-------- SOURCE DATA

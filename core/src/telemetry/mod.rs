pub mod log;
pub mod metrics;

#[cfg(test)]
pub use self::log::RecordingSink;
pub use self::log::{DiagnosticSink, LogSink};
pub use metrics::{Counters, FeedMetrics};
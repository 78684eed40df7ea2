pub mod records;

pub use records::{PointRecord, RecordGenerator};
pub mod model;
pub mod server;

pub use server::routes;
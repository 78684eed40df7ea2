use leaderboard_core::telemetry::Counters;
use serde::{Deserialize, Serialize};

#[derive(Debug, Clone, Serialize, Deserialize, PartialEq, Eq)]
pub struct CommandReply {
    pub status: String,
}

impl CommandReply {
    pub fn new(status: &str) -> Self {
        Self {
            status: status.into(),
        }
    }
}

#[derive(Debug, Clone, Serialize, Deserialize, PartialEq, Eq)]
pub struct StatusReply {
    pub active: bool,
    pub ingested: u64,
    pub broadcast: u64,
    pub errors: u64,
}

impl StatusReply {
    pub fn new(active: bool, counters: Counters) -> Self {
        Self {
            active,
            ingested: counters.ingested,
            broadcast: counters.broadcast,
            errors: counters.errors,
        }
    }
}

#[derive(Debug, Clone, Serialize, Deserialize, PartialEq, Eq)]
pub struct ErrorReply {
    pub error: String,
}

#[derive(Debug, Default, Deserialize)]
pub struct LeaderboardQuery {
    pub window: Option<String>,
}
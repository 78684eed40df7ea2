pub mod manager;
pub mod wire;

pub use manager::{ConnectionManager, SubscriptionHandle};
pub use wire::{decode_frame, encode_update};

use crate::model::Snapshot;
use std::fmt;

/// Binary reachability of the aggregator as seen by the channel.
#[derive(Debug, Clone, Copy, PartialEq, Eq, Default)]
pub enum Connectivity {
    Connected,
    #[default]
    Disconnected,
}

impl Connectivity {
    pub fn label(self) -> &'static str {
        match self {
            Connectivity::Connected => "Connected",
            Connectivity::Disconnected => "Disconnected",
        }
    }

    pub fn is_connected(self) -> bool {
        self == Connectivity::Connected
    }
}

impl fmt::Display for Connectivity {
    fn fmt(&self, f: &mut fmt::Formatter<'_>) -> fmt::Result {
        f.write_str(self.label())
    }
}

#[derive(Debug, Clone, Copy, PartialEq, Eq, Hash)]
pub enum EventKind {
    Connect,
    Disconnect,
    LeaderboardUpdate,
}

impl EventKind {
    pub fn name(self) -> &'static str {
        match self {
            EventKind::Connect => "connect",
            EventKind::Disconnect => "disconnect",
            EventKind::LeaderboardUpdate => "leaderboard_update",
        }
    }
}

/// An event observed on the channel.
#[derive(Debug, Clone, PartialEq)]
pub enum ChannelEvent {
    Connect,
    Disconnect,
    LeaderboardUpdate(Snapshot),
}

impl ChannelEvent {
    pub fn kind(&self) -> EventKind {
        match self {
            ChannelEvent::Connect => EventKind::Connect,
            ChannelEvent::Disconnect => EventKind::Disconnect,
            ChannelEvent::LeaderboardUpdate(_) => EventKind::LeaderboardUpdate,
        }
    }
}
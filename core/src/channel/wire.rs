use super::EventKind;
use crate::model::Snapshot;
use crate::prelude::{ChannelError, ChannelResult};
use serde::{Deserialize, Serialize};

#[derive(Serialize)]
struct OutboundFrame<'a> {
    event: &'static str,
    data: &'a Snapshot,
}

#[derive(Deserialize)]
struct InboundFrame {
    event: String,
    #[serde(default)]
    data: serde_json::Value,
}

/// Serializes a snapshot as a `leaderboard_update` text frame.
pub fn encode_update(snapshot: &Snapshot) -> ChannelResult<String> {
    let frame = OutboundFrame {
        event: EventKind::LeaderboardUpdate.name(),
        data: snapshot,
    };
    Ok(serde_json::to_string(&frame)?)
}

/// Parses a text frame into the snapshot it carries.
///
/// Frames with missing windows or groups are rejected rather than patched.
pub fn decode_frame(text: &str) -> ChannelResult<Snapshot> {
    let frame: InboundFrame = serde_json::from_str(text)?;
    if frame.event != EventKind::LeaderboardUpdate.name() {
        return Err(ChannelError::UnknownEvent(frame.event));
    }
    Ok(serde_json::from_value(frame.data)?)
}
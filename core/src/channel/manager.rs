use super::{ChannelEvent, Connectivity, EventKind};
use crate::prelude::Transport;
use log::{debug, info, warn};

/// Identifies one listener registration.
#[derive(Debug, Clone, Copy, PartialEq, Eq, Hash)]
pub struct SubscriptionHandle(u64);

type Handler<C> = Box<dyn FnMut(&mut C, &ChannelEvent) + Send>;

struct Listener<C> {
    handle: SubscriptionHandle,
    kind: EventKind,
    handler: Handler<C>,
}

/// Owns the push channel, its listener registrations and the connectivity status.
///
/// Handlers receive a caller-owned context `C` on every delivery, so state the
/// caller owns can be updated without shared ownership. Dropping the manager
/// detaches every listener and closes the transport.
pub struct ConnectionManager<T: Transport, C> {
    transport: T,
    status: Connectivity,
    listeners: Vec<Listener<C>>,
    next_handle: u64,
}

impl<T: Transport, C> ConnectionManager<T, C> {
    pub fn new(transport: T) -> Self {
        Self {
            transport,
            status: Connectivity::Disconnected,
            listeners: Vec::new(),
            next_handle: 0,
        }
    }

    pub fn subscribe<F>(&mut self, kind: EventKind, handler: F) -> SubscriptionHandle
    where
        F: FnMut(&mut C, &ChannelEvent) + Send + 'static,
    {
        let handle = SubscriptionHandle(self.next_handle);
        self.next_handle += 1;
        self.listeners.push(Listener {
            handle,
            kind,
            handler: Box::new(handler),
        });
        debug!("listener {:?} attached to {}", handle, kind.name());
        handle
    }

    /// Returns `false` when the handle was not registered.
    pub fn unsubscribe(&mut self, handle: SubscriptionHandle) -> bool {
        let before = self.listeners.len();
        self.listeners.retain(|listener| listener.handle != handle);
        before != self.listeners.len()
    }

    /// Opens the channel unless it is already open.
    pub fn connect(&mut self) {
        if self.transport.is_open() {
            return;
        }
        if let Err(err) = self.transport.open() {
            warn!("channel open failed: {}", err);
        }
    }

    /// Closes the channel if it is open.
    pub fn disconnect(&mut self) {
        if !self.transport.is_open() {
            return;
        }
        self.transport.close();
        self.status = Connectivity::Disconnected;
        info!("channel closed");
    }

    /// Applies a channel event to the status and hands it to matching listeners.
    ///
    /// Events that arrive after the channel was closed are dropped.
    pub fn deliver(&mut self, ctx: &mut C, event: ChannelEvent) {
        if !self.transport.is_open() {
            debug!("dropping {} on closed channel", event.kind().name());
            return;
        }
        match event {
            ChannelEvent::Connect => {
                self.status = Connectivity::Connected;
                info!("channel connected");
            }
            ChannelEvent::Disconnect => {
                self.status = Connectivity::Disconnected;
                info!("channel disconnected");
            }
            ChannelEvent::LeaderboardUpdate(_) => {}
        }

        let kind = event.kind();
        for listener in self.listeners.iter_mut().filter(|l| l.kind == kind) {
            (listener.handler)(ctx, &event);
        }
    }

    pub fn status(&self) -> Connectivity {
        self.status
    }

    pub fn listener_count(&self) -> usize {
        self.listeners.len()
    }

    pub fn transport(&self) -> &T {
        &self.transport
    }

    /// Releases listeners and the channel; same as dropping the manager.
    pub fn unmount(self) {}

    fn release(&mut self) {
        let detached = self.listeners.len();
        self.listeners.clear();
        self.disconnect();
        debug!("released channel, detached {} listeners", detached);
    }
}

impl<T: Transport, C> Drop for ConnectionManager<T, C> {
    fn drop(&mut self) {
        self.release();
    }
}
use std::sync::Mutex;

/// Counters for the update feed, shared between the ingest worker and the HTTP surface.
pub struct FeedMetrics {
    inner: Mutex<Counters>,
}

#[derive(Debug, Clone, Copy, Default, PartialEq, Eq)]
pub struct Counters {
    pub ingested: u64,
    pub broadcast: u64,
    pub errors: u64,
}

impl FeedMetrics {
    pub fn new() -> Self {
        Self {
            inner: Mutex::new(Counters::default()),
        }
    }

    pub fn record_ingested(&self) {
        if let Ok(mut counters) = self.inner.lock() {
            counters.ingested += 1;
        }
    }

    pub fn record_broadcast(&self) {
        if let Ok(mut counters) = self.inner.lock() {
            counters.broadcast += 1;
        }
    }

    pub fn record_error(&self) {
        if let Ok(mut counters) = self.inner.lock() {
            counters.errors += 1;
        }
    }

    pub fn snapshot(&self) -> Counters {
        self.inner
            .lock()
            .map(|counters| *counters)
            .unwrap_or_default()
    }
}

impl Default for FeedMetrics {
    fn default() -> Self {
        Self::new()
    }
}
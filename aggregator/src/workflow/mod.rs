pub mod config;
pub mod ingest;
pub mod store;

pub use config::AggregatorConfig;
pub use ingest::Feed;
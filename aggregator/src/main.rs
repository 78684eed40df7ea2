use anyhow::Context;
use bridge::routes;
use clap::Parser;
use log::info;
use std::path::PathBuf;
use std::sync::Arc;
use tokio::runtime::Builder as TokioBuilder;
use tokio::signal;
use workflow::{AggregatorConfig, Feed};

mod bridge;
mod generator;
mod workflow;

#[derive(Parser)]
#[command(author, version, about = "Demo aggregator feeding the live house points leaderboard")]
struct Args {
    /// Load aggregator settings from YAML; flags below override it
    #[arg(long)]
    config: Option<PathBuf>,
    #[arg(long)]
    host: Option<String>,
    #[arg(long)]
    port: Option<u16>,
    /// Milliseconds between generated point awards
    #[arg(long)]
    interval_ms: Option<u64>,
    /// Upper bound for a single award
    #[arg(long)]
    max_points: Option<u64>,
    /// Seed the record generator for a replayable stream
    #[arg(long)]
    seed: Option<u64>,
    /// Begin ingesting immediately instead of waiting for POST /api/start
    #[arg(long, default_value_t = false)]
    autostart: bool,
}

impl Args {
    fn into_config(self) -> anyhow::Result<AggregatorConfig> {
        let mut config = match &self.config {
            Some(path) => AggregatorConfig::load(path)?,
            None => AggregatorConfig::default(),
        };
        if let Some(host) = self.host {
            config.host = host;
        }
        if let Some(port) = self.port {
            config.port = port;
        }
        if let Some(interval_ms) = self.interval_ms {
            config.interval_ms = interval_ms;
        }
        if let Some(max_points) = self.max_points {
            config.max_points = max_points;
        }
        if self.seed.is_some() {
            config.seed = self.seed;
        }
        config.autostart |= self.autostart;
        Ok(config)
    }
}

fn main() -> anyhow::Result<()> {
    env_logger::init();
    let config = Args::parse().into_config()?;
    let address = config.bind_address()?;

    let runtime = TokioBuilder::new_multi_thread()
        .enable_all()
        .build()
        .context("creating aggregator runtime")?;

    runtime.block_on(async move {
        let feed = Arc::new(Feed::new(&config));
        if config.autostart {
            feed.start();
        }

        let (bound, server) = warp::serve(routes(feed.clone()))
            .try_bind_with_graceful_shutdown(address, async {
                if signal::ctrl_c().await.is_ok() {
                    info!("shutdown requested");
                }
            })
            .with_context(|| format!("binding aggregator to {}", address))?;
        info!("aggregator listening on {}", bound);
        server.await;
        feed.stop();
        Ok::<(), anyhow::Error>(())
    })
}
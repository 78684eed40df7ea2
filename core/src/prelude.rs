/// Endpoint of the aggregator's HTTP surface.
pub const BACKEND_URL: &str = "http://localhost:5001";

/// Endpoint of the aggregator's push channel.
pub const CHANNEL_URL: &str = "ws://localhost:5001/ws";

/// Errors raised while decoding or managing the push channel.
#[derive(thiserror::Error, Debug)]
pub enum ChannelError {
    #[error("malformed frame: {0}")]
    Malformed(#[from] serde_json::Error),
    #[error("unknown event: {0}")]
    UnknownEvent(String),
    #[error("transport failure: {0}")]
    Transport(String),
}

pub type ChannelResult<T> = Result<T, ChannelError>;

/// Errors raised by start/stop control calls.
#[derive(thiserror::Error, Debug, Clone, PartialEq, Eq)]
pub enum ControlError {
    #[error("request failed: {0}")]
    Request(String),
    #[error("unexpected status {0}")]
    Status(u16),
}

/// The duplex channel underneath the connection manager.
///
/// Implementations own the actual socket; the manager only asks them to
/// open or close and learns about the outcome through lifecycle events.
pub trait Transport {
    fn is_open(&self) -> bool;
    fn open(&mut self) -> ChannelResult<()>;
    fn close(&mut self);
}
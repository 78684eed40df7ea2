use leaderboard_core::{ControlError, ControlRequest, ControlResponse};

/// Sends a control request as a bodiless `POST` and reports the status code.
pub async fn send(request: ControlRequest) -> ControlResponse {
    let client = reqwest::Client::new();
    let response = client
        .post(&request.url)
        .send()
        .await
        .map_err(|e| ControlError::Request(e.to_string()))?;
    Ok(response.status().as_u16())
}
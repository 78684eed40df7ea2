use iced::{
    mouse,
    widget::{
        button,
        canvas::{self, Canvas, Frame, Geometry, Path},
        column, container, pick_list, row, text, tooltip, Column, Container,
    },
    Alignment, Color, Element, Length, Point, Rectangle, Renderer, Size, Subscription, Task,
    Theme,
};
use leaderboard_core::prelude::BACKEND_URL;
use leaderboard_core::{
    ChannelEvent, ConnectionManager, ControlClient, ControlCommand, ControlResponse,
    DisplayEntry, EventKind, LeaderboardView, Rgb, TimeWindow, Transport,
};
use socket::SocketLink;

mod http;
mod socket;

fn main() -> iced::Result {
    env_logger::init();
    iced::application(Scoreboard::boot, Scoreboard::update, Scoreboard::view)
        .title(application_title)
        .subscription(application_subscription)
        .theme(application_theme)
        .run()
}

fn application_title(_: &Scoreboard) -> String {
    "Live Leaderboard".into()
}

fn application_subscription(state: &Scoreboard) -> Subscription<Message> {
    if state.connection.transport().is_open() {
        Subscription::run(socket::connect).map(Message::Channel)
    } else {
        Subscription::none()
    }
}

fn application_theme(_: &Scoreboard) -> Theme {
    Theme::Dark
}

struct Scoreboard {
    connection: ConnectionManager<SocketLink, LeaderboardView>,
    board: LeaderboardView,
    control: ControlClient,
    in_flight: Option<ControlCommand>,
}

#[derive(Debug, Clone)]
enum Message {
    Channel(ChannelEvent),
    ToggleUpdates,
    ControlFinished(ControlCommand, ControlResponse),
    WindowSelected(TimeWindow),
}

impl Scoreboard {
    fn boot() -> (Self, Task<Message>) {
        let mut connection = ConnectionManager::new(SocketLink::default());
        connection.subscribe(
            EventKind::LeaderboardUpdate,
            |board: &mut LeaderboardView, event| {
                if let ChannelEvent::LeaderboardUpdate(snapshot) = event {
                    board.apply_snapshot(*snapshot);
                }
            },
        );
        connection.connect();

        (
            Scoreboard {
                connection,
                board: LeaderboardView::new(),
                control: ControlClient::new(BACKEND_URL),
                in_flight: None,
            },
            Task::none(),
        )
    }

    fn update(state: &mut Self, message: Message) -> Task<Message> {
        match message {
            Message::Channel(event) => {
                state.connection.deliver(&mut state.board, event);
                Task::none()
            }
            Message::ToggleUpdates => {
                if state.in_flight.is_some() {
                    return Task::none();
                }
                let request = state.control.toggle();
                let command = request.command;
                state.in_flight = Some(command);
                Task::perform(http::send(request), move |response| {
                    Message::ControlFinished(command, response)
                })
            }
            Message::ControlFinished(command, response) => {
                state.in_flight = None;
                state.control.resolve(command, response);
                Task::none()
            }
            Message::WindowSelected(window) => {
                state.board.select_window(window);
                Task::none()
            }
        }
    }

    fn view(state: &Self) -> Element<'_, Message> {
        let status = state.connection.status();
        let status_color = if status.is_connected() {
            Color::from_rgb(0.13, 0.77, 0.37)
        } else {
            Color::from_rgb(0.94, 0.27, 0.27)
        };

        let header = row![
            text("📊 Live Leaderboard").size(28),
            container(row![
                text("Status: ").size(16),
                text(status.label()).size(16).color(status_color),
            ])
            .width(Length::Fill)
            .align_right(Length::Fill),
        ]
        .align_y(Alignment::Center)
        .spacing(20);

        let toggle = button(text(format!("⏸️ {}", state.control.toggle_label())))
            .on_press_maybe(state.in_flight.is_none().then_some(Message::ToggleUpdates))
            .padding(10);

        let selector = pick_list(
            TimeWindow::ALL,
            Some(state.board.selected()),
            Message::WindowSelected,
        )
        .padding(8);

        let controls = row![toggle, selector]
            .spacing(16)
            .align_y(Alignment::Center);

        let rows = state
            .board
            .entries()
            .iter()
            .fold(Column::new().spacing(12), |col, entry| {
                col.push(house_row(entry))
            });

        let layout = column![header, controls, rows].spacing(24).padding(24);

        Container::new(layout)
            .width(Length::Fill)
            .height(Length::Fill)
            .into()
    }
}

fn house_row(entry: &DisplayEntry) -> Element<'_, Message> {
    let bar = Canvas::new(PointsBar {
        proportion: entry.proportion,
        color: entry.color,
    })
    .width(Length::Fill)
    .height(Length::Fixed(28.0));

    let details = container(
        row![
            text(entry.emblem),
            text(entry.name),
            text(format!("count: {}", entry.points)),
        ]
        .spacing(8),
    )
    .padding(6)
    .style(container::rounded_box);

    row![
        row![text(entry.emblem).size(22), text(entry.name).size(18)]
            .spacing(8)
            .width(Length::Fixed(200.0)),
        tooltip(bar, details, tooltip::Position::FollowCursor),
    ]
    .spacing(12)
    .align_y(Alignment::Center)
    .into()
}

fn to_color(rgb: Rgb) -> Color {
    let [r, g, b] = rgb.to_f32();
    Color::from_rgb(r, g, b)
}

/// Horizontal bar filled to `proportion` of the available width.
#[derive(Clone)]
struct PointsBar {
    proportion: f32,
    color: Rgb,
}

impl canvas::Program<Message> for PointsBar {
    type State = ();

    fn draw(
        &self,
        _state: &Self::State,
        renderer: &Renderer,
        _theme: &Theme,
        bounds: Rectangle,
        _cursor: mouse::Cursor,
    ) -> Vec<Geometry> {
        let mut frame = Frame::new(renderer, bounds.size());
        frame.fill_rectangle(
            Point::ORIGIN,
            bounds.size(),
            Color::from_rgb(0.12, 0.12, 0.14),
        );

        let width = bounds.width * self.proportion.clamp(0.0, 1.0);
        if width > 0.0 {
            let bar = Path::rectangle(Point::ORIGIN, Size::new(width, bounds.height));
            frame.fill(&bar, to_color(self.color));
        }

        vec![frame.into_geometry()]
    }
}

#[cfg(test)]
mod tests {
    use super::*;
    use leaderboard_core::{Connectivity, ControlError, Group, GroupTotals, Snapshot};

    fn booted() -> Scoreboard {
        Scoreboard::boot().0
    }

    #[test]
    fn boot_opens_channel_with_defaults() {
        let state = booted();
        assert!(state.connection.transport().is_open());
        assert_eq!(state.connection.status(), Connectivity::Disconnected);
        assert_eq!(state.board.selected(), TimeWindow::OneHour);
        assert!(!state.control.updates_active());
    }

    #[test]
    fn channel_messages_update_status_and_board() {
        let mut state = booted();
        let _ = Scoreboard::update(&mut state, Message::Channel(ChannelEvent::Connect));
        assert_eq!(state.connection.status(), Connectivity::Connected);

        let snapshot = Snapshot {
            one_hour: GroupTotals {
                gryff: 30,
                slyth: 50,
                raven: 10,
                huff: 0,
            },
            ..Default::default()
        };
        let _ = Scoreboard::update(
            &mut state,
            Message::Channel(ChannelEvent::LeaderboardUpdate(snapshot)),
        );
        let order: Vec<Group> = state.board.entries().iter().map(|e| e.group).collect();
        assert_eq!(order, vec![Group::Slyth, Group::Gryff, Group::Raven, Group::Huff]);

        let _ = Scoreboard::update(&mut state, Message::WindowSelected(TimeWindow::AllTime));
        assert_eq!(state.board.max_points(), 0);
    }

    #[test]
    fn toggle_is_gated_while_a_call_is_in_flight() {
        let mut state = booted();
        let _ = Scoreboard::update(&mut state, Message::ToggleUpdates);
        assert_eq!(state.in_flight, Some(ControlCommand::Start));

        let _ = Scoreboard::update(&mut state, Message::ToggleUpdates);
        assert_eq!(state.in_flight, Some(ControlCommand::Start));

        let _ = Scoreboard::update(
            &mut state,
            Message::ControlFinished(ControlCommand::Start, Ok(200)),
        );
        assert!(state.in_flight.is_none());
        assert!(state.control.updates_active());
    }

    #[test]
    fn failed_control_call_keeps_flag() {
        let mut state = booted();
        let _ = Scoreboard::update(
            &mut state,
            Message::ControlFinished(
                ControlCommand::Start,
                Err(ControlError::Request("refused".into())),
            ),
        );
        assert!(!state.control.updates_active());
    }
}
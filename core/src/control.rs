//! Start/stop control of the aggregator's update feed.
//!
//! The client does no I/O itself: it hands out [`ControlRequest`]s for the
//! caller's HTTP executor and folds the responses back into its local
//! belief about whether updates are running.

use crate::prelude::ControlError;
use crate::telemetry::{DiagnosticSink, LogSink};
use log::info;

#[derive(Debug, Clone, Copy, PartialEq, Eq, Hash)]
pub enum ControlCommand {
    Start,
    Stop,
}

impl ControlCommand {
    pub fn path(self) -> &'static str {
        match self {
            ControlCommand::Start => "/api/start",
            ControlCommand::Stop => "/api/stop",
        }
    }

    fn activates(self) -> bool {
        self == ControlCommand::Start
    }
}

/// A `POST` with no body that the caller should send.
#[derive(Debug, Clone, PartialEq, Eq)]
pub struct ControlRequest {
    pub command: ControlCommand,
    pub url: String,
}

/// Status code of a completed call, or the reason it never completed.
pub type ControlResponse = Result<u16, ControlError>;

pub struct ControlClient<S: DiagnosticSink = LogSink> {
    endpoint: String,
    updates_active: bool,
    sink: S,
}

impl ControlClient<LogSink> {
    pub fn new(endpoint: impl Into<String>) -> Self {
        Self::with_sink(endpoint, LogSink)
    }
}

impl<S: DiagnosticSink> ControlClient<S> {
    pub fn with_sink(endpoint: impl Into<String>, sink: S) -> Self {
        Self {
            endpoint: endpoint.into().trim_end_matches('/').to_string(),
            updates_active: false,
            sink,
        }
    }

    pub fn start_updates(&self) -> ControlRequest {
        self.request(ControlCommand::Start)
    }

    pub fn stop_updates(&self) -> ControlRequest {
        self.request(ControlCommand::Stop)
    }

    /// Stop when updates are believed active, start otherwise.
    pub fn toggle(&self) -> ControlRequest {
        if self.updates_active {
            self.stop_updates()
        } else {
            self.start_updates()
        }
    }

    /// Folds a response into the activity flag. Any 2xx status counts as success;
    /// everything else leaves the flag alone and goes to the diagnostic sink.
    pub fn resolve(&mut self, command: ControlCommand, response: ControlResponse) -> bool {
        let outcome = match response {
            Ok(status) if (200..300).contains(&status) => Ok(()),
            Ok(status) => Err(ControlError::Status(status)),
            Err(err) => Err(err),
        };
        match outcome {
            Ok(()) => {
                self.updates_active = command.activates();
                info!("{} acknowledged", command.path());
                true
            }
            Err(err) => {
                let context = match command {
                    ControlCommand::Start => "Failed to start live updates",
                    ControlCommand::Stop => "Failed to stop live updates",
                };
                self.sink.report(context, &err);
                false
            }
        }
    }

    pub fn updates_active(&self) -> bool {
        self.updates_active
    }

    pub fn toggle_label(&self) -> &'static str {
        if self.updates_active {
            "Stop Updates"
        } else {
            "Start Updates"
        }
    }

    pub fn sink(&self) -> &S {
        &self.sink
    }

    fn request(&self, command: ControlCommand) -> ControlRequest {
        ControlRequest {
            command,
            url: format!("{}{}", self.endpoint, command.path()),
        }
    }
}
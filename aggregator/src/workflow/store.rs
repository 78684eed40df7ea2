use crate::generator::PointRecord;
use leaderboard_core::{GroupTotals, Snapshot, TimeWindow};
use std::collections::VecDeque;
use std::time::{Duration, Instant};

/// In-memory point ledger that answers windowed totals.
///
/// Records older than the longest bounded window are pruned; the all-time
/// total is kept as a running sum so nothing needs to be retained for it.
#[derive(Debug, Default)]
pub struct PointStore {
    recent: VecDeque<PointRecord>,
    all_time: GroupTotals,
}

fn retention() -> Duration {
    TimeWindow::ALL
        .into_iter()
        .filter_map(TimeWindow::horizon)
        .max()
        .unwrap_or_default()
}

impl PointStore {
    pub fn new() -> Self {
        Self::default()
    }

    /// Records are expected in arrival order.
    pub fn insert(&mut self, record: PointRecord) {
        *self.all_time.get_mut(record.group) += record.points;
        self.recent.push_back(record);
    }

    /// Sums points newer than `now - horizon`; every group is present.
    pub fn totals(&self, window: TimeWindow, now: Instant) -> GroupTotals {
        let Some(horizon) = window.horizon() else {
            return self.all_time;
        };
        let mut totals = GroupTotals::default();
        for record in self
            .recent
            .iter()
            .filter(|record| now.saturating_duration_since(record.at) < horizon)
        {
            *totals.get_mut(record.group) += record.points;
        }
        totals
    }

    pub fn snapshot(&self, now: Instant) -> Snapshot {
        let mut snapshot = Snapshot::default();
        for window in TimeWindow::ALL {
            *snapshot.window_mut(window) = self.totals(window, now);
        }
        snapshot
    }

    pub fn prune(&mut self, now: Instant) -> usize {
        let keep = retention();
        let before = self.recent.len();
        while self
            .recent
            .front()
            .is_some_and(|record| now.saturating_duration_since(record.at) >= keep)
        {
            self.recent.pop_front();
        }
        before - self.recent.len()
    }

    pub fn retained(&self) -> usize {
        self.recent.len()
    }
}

----------------

#### GOAL OF THE EXERCISE:
In the records above, how many lines hold the string "signal"? Give the number only.

#### ANSWER BOX:
2